Stored items:
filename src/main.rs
use anyhow::Result;

use usta_tournament_map::cli::Command;
use usta_tournament_map::{handle_dashboard, handle_serve, handle_update, interpret};

fn main() {
    setup_logging();
    parse_and_execute().unwrap_or_else(|e| {
        eprintln!("Error: {e}");
        std::process::exit(1);
    });
}

fn setup_logging() {
    sensible_env_logger::init!();
}

fn parse_and_execute() -> Result<()> {
    let command = interpret();
    execute_command(&command)
}

fn execute_command(command: &Command) -> Result<()> {
    match command {
        Command::Update {
            max_pages,
            min_delay,
            max_delay,
        } => handle_update(*max_pages, *min_delay, *max_delay),
        Command::Serve { port } => handle_serve(*port),
        Command::Dashboard => handle_dashboard(),
    }
}
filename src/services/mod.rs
pub mod ingestion;
pub mod server;
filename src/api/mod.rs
pub mod handlers;
pub mod models;
pub mod routes;
use chrono::{DateTime, Utc};
use serde::{Deserialize, Serialize};

/// One (gender, event type) pair describing a competitive bracket
/// within a tournament.
#[derive(Debug, Clone, PartialEq, Eq, Serialize, Deserialize)]
#[serde(rename_all = "camelCase")]
pub struct EventTuple {
    pub gender: String,
    pub event_type: String,
}

impl EventTuple {
    pub fn new(gender: impl Into<String>, event_type: impl Into<String>) -> Self {
        Self {
            gender: gender.into(),
            event_type: event_type.into(),
        }
    }
}

/// Canonical flat tournament row, produced by the normalizer and
/// persisted by the store. Rows are replaced whole on re-fetch, never
/// mutated in place.
#[derive(Debug, Clone, Serialize, Deserialize)]
pub struct TournamentRecord {
    pub id: String,
    pub name: String,
    pub is_cancelled: bool,
    /// Source-local instants coerced to UTC for comparison.
    pub start_date: Option<DateTime<Utc>>,
    pub end_date: Option<DateTime<Utc>>,
    pub timezone: String,
    pub latitude: Option<f64>,
    pub longitude: Option<f64>,
    /// Venue name.
    pub location: String,
    pub town: String,
    pub county: String,
    /// Comma-joined non-empty parts of [location, town, county].
    pub full_location: String,
    /// First category label, raw source casing.
    pub tournament_type: String,
    pub tournament_level: String,
    pub entries_close: Option<DateTime<Utc>>,
    pub registration_timezone: String,
    /// Deduplicated event brackets.
    pub events: Vec<EventTuple>,
    /// Present only when both the url path and the org slug are non-empty.
    pub tournament_url: Option<String>,
    /// Full original payload as JSON text, kept for detail lookups.
    pub raw: String,
    pub last_updated: DateTime<Utc>,
}

impl TournamentRecord {
    /// Rows without coordinates are excluded from map-oriented views.
    pub fn has_coordinates(&self) -> bool {
        self.latitude.is_some() && self.longitude.is_some()
    }
}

GOAL OF THE EXERCISE ->
Search the data above for the string "Deserialize" and copy each line that has it.

OUTPUT FOR THIS EXERCISE ->
use serde::{Deserialize, Serialize};
#[derive(Debug, Clone, PartialEq, Eq, Serialize, Deserialize)]
#[derive(Debug, Clone, Serialize, Deserialize)]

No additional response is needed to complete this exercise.